Post by El Pollo Diablo » Mon Jul 13, 2020 11:10 am

lpm wrote:
Sat Jul 11, 2020 8:52 am
plodder wrote:
Sat Jul 11, 2020 6:07 am
lpm one specific point: what happened to Katie Hopkins (and Milo, and Tommy) was that their career trajectories went massively downhill, from a huge media platform to bankruptcy in the case of Hopkins.

I really think we need to see social media in a similar way to “msm” with specific reference to the degree of influence the proprietors have.
Yes. I think these examples are interesting:

- Were the roles they played really cancelled? Are they merely swapped out for a fresh face?
- How much was pressure from progressives? Hopkins bankrupted herself with a reckless libel, Tommy is a violent alleged drug addict, Milo made paedophilia remarks
- The establishment made the decision to axe Hopkins and Milo, the power still lies with them even if pressure comes from below
- Are trolls like evolving killer robots, where Version 1.0 gets killed by human freedom fighters, 2.0 knows to avoid that killing method, 3.0 is even better, until Captain Picard says "They're adapting to our weapons" and the Borg take over the ship. Hopkins 2.0 knows to avoid the words that killed Hopkins 1.0
- Are there any examples of internecine cancellations among our opponents? Do one clique of racists ever attack and cancel a racist from another clique?
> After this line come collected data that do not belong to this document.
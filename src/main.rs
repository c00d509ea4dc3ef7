// Main entry point for reporthub

use anyhow::{Context, Result};
use clap::Parser;
use tracing::{error, info};

use reporthub::cli::{Cli, Commands};
use reporthub::commands;
use reporthub::config;
use reporthub::logging;
use reporthub::report::{ReportError, ReporterRegistry};

fn print_config(config: Option<&config::Config>) {
    println!("Current configuration:");
    match config {
        Some(cfg) => {
            println!("\n  Configuration file loaded:");
            println!("    Run name: {}", cfg.run.name);
            println!("    Verbosity: {:?}", cfg.run.verbosity);
            println!("    Include successful: {}", cfg.run.include_successful);
            println!("    Include hidden: {}", cfg.run.include_hidden);
            println!(
                "    Color: {}",
                if cfg.run.colour { "enabled" } else { "disabled" }
            );
            println!("    Reporters: {}", cfg.output.reporters.join(", "));
            if !cfg.output.listeners.is_empty() {
                println!("    Listeners: {}", cfg.output.listeners.join(", "));
            }
            if let Some(ref out) = cfg.output.out {
                println!("    Output: {}", out);
            }
        }
        None => {
            println!("\n  No configuration file loaded");
            println!("  Create one with: reporthub --init-config .reporthubrc.toml");
        }
    }

    println!("\nConfiguration precedence:");
    println!("  1. Command-line arguments (highest)");
    println!("  2. Configuration file");
    println!("  3. Built-in defaults (lowest)");
}

fn main() -> Result<()> {
    let cli = Cli::parse();
    logging::init(cli.verbose);

    if cli.verbose {
        info!("Starting reporthub v{}", env!("CARGO_PKG_VERSION"));
    }

    let loaded = config::Config::load();

    if let Some(shell) = &cli.completion {
        return commands::handle_completion(shell);
    }

    if let Some(path) = &cli.init_config {
        let content = config::Config::default().to_toml();
        std::fs::write(path, content)
            .with_context(|| format!("Failed to write config file: {}", path.display()))?;
        println!("Configuration written to {}", path.display());
        return Ok(());
    }

    if cli.config {
        print_config(loaded.as_ref());
        return Ok(());
    }

    let mut config = loaded.unwrap_or_default();
    if cli.no_color {
        config.run.colour = false;
        console::set_colors_enabled(false);
    }

    let registry = ReporterRegistry::with_builtin()?;

    let result = match &cli.command {
        Some(Commands::List(args)) => commands::handle_list(args, &config, &registry),
        Some(Commands::Replay(args)) => commands::handle_replay(args, &config, &registry),
        None => {
            use clap::CommandFactory;
            Cli::command().print_help()?;
            Ok(())
        }
    };

    if let Err(err) = &result
        && err
            .chain()
            .any(|cause| cause.downcast_ref::<ReportError>().is_some_and(ReportError::is_fatal))
    {
        error!("Internal error, this is a bug: {:#}", err);
        std::process::exit(2);
    }

    result
}
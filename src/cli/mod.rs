pub mod args;

pub use args::{Cli, Commands, ListKind};
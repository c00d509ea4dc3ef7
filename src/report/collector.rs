// Accumulates per-test results for reporters that only write once the run is over

use std::time::Instant;

use crate::state::{
    AssertionStats, Counts, Failure, TestCaseInfo, TestCaseStats, TestResult, TestResults,
    TestRunStats, Totals,
};

#[derive(Debug, Default)]
pub struct ResultCollector {
    results: TestResults,
    failures: Vec<Failure>,
    started: Option<Instant>,
}

impl ResultCollector {
    pub fn new() -> Self {
        Self::default()
    }

    /// Forget anything collected so far and restart the run clock
    pub fn test_run_starting(&mut self) {
        *self = Self::default();
    }

    pub fn test_case_starting(&mut self) {
        self.failures.clear();
        self.started = Some(Instant::now());
    }

    pub fn assertion_ended(&mut self, stats: &AssertionStats) {
        if !stats.outcome.is_ok() {
            self.failures.push(Failure::from_assertion(stats));
        }
    }

    pub fn test_case_ended(&mut self, stats: &TestCaseStats) {
        let duration_ms = self
            .started
            .take()
            .map(|start| start.elapsed().as_millis() as u64)
            .unwrap_or(0);
        let failures = std::mem::take(&mut self.failures);
        self.results
            .add(TestResult::from_stats(stats, duration_ms, failures));
    }

    /// Record a test that was matched but never ran
    pub fn skip_test(&mut self, info: &TestCaseInfo) {
        let stats = TestCaseStats {
            info: info.clone(),
            totals: Totals {
                assertions: Counts::default(),
                test_cases: Counts {
                    skipped: 1,
                    ..Counts::default()
                },
            },
            std_out: String::new(),
            std_err: String::new(),
            aborting: false,
        };
        self.results.add(TestResult::from_stats(&stats, 0, Vec::new()));
    }

    /// Close the run and hand back everything collected
    pub fn finish(&mut self, stats: &TestRunStats) -> &TestResults {
        self.results.run_name = stats.info.name.clone();
        self.results.metrics.finish();
        &self.results
    }
}

#[cfg(test)]
mod tests {
    use super::*;
    use crate::state::{AssertionInfo, AssertionOutcome, SourceLineInfo, TestRunInfo, TestStatus};

    #[test]
    fn test_collects_failures_per_test() {
        let mut collector = ResultCollector::new();
        let info = TestCaseInfo::new("broken", "", SourceLineInfo::new("b.rs", 1));

        collector.test_case_starting();
        collector.assertion_ended(&AssertionStats {
            info: AssertionInfo::new("CHECK", "x", SourceLineInfo::new("b.rs", 2)),
            outcome: AssertionOutcome::Failed,
            expanded: None,
            message: Some("x was false".to_string()),
            totals: Totals::default(),
        });
        collector.test_case_ended(&TestCaseStats {
            info: info.clone(),
            totals: Totals {
                assertions: Counts {
                    failed: 1,
                    ..Counts::default()
                },
                test_cases: Counts {
                    failed: 1,
                    ..Counts::default()
                },
            },
            std_out: String::new(),
            std_err: String::new(),
            aborting: false,
        });
        collector.skip_test(&info);

        let results = collector.finish(&TestRunStats {
            info: TestRunInfo::new("run"),
            totals: Totals::default(),
            aborting: false,
        });

        assert_eq!(results.run_name, "run");
        assert_eq!(results.total(), 2);
        assert_eq!(results.all()[0].status, TestStatus::Fail);
        assert_eq!(results.all()[0].error_message(), Some("x was false"));
        assert_eq!(results.all()[1].status, TestStatus::Skip);
    }

    #[test]
    fn test_run_clock_starts_with_the_run() {
        let mut collector = ResultCollector::new();
        std::thread::sleep(std::time::Duration::from_millis(20));
        let before_run = chrono::Utc::now();

        collector.test_run_starting();
        let results = collector.finish(&TestRunStats {
            info: TestRunInfo::new("run"),
            totals: Totals::default(),
            aborting: false,
        });

        assert!(results.metrics.started_at >= before_run);
        assert!(results.metrics.total_duration_ms < 20);
    }
}
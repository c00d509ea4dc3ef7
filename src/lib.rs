pub mod cli;
pub mod commands;
pub mod config;
pub mod logging;
pub mod report;
pub mod state;

pub use report::{EventSink, MultiSink, ReporterPreferences, ReporterRegistry};
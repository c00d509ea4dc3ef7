// List command - list reporters, listeners, tags or tests through the configured sinks

use anyhow::{Context, Result};
use serde::Deserialize;
use std::path::Path;
use std::sync::Arc;
use tracing::info;

use super::build_sinks;
use crate::cli::args::{ListArgs, ListKind};
use crate::config::Config;
use crate::report::{EventSink, ReporterRegistry};
use crate::state::{SourceLineInfo, TestCaseInfo, collect_tags};

/// One test in a JSON manifest
#[derive(Debug, Deserialize)]
struct ManifestEntry {
    name: String,
    /// Bracketed tag spec, e.g. `"[fast][db]"`
    #[serde(default)]
    tags: String,
    #[serde(default)]
    file: String,
    #[serde(default)]
    line: u64,
    #[serde(default)]
    class_name: String,
}

impl From<ManifestEntry> for TestCaseInfo {
    fn from(entry: ManifestEntry) -> Self {
        TestCaseInfo::new(
            entry.name,
            &entry.tags,
            SourceLineInfo::new(entry.file, entry.line),
        )
        .with_class_name(entry.class_name)
    }
}

/// Read a JSON array of tests
pub fn load_manifest(path: &Path) -> Result<Vec<TestCaseInfo>> {
    let content = std::fs::read_to_string(path)
        .with_context(|| format!("Failed to read manifest: {}", path.display()))?;
    let entries: Vec<ManifestEntry> = serde_json::from_str(&content)
        .with_context(|| format!("Failed to parse manifest: {}", path.display()))?;
    info!("Loaded {} test(s) from {}", entries.len(), path.display());
    Ok(entries.into_iter().map(TestCaseInfo::from).collect())
}

fn manifest_tests(args: &ListArgs) -> Result<Vec<TestCaseInfo>> {
    let path = args
        .manifest
        .as_deref()
        .with_context(|| "--manifest is required to list tags or tests")?;
    load_manifest(path)
}

pub fn handle_list(args: &ListArgs, config: &Config, registry: &ReporterRegistry) -> Result<()> {
    let mut run = config.run.clone();
    run.include_hidden |= args.include_hidden;
    run.list_details |= args.details;
    if let Some(verbosity) = args.sinks.verbosity {
        run.verbosity = verbosity;
    }
    let include_hidden = run.include_hidden;

    let mut sinks = build_sinks(registry, Arc::new(run), &args.sinks, &config.output)?;

    match args.kind {
        ListKind::Reporters => sinks.list_reporters(&registry.reporter_descriptions())?,
        ListKind::Listeners => sinks.list_listeners(&registry.listener_descriptions())?,
        ListKind::Tags => {
            let tests = manifest_tests(args)?;
            let tags = collect_tags(tests.iter().filter(|t| include_hidden || !t.is_hidden()));
            sinks.list_tags(&tags)?;
        }
        ListKind::Tests => {
            let tests = manifest_tests(args)?;
            sinks.list_tests(&tests)?;
        }
    }

    Ok(())
}
// CLI argument definitions using Clap

use clap::{Args, Parser, Subcommand, ValueEnum};
use std::path::PathBuf;

use crate::config::Verbosity;

/// What `list` should print
#[derive(Debug, Clone, Copy, PartialEq, Eq, ValueEnum)]
pub enum ListKind {
    Reporters,
    Listeners,
    Tags,
    Tests,
}

/// Fan test-run events out to configurable reporters
#[derive(Parser, Debug)]
#[command(name = "reporthub")]
#[command(version = env!("CARGO_PKG_VERSION"))]
#[command(about = "List and replay test runs through registered reporters", long_about = None)]
pub struct Cli {
    #[command(subcommand)]
    pub command: Option<Commands>,

    /// Enable verbose debug output
    #[arg(short = 'v', long, global = true, default_value_t = false)]
    pub verbose: bool,

    /// Disable colored output
    #[arg(short = 'c', long, global = true, default_value_t = false)]
    pub no_color: bool,

    /// Show current configuration and exit
    #[arg(long, default_value_t = false)]
    pub config: bool,

    /// Create default configuration file
    #[arg(long, value_name = "CONFIG_FILE")]
    pub init_config: Option<PathBuf>,

    /// Print shell completion script (bash, zsh, fish, powershell)
    #[arg(long, value_name = "SHELL_TYPE", value_parser = ["bash", "zsh", "fish", "powershell"])]
    pub completion: Option<String>,
}

#[derive(Subcommand, Debug)]
pub enum Commands {
    /// List reporters, listeners, tags or tests
    List(ListArgs),

    /// Feed a recorded event stream through reporters and listeners
    Replay(ReplayArgs),
}

/// Options shared by every command that builds sinks
#[derive(Args, Debug, Clone, Default)]
pub struct SinkArgs {
    /// Reporter to attach (repeatable); defaults to the configured reporters
    #[arg(short = 'r', long = "reporter", value_name = "NAME")]
    pub reporters: Vec<String>,

    /// Listener to attach (repeatable)
    #[arg(short = 'l', long = "listener", value_name = "NAME")]
    pub listeners: Vec<String>,

    /// Write reporter output to a file instead of stdout
    #[arg(short = 'o', long, value_name = "OUTPUT_FILE")]
    pub out: Option<PathBuf>,

    /// Output detail (quiet, normal, high)
    #[arg(long, value_name = "LEVEL")]
    pub verbosity: Option<Verbosity>,
}

#[derive(Args, Debug, Clone)]
pub struct ListArgs {
    /// What to list
    #[arg(value_enum)]
    pub kind: ListKind,

    /// JSON test manifest (required for tags and tests)
    #[arg(short = 'm', long, value_name = "MANIFEST")]
    pub manifest: Option<PathBuf>,

    /// Include hidden tests
    #[arg(long, default_value_t = false)]
    pub include_hidden: bool,

    /// Show tag counts and aliases
    #[arg(long, default_value_t = false)]
    pub details: bool,

    #[command(flatten)]
    pub sinks: SinkArgs,
}

#[derive(Args, Debug, Clone)]
pub struct ReplayArgs {
    /// File of newline-delimited JSON events, as written by the stream reporter
    #[arg(required = true)]
    pub events: PathBuf,

    /// Report passing assertions too
    #[arg(short = 's', long, default_value_t = false)]
    pub success: bool,

    /// Print per-test durations
    #[arg(long, default_value_t = false)]
    pub durations: bool,

    #[command(flatten)]
    pub sinks: SinkArgs,
}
But mostly it's the huge asymmetry that's startling:

- For Hopkins it took months of "cockroaches" and "final solution", and huge resources devoted to her cancellation, until she was finally given the boot.
- For leftie transgressors something trivial can be enough - for example tweeting a link to an academic article, a cancellation mob coming for you and getting fired days later
This is a good point, and to be honest, the interesting case is Trump himself, I think - given everything he's said, what does it take for his popularity to significantly drop? It's not the sexual assault, racism, sexism, incest, treason, fascism, removal of rights, etc - that stuff doesn't really impact on his base. They care mainly when the budget doesn't get passed and their jobs suddenly stop, or when Trump insults the family of a dead soldier. "Cancellation" of someone Trumpy is much more likely to come, or be forced, with jailtime (often not even then) or stuff that unavoidably hits home with the people who didn't already dislike him and who don't care about equal rights and sh.t like that.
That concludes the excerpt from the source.